- Instructions for the task
Taking the entries below from the top, restate each line exactly and end with the line containing "use std::fs;".

+ + + + +

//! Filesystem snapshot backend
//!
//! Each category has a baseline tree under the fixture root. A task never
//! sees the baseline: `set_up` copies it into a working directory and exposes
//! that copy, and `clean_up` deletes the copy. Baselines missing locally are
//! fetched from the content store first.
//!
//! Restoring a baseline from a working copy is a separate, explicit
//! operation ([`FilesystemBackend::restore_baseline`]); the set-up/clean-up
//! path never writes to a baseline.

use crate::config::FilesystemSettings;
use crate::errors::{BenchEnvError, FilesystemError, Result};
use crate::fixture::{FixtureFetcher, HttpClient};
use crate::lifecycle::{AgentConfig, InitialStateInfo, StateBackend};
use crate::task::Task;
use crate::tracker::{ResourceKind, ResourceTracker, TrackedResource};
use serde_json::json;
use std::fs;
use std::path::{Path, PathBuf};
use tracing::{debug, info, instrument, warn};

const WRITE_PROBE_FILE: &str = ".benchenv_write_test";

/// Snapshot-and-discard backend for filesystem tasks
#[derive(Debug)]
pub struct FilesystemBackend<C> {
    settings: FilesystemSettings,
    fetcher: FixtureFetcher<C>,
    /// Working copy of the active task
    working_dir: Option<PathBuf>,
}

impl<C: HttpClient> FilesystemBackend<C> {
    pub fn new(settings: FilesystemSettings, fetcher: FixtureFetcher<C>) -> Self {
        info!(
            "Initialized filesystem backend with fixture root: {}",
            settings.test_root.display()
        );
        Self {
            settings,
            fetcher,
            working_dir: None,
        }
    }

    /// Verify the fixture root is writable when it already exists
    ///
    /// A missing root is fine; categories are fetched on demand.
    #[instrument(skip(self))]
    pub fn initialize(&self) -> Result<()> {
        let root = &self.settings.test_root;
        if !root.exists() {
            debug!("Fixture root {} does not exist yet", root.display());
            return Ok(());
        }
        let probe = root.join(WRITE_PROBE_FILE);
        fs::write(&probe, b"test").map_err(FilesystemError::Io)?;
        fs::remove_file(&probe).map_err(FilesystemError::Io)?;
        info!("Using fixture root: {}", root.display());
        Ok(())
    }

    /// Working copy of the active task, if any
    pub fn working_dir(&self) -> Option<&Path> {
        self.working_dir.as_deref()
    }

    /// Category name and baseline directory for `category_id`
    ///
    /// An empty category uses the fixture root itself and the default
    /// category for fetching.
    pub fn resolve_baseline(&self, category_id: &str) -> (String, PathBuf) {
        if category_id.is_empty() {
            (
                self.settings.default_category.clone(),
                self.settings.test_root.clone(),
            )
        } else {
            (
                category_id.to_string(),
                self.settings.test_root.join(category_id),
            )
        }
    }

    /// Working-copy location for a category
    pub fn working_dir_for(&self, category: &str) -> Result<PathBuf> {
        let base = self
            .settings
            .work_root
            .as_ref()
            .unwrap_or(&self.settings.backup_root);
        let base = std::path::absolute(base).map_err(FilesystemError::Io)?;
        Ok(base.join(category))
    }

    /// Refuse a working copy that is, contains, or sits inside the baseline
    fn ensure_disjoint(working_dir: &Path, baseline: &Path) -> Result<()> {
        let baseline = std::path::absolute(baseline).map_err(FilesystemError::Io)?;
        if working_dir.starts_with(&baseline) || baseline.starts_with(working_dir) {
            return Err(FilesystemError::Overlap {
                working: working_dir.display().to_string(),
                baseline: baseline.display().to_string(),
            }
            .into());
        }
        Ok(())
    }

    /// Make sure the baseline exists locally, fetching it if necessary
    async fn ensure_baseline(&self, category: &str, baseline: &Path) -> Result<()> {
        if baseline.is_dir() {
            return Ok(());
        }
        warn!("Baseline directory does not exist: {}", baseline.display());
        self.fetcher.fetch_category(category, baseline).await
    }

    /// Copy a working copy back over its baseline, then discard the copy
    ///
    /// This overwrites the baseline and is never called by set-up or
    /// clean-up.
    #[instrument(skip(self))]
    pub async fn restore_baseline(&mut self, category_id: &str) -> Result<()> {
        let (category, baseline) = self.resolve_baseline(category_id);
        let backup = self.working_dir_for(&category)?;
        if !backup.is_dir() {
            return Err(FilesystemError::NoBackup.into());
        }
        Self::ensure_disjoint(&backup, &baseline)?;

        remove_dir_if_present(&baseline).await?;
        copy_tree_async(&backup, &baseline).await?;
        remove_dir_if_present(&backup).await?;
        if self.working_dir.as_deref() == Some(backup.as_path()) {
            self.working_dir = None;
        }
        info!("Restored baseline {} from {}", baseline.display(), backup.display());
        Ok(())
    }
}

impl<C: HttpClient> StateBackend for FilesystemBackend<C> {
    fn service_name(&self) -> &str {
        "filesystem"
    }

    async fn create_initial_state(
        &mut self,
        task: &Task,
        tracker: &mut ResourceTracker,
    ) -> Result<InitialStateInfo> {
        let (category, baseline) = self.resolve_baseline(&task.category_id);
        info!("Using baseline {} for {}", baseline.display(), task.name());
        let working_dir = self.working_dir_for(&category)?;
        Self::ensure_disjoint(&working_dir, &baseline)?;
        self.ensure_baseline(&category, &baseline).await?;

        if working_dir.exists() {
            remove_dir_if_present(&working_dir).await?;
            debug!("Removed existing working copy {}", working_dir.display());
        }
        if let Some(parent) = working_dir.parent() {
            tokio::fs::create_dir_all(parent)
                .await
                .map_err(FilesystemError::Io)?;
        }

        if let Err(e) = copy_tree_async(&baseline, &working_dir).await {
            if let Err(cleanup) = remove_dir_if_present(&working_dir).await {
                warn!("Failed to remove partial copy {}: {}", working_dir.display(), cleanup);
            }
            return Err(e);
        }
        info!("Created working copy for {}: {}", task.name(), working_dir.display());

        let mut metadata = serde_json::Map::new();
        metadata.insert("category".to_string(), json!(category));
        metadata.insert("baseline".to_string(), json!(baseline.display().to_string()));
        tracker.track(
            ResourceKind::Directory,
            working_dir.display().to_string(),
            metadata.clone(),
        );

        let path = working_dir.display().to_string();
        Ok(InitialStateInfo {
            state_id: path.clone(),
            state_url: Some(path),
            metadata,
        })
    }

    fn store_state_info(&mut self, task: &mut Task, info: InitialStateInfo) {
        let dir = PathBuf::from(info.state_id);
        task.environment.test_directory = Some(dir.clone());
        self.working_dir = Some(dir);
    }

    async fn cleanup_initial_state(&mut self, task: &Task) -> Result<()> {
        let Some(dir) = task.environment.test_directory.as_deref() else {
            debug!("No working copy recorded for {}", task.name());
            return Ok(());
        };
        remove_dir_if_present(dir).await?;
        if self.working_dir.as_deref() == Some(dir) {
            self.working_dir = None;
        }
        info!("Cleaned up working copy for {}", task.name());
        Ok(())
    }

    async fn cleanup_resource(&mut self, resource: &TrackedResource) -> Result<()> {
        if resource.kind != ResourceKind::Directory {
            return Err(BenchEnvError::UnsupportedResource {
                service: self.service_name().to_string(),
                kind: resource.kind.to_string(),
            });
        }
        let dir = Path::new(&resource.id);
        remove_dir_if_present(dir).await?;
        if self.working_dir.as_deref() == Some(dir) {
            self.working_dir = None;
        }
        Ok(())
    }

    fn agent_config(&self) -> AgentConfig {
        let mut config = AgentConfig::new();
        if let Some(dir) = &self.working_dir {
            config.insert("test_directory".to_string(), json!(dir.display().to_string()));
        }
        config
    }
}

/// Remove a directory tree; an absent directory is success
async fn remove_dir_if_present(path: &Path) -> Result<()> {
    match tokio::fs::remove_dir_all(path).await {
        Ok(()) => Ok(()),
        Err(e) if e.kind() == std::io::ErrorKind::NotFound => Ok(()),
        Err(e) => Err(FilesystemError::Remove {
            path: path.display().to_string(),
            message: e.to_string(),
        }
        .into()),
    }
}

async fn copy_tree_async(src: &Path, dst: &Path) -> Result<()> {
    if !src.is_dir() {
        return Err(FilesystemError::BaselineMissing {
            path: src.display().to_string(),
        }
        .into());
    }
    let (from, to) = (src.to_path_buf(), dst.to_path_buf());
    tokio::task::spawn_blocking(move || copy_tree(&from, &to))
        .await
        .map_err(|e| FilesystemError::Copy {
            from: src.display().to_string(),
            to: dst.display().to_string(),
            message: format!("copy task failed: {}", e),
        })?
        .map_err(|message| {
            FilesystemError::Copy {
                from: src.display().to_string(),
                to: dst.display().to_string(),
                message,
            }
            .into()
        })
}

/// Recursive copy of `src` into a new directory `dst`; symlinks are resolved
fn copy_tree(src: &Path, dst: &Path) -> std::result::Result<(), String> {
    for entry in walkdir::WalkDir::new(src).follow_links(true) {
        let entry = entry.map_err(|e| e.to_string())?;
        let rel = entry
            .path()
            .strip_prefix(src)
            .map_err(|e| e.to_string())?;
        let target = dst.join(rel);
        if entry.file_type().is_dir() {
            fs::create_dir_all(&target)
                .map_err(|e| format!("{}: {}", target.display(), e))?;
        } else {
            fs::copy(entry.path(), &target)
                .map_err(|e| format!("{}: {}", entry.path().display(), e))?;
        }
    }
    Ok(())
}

+ + + + +

- Exercise output
//! Filesystem snapshot backend
//!
//! Each category has a baseline tree under the fixture root. A task never
//! sees the baseline: `set_up` copies it into a working directory and exposes
//! that copy, and `clean_up` deletes the copy. Baselines missing locally are
//! fetched from the content store first.
//!
//! Restoring a baseline from a working copy is a separate, explicit
//! operation ([`FilesystemBackend::restore_baseline`]); the set-up/clean-up
//! path never writes to a baseline.

use crate::config::FilesystemSettings;
use crate::errors::{BenchEnvError, FilesystemError, Result};
use crate::fixture::{FixtureFetcher, HttpClient};
use crate::lifecycle::{AgentConfig, InitialStateInfo, StateBackend};
use crate::task::Task;
use crate::tracker::{ResourceKind, ResourceTracker, TrackedResource};
use serde_json::json;
use std::fs;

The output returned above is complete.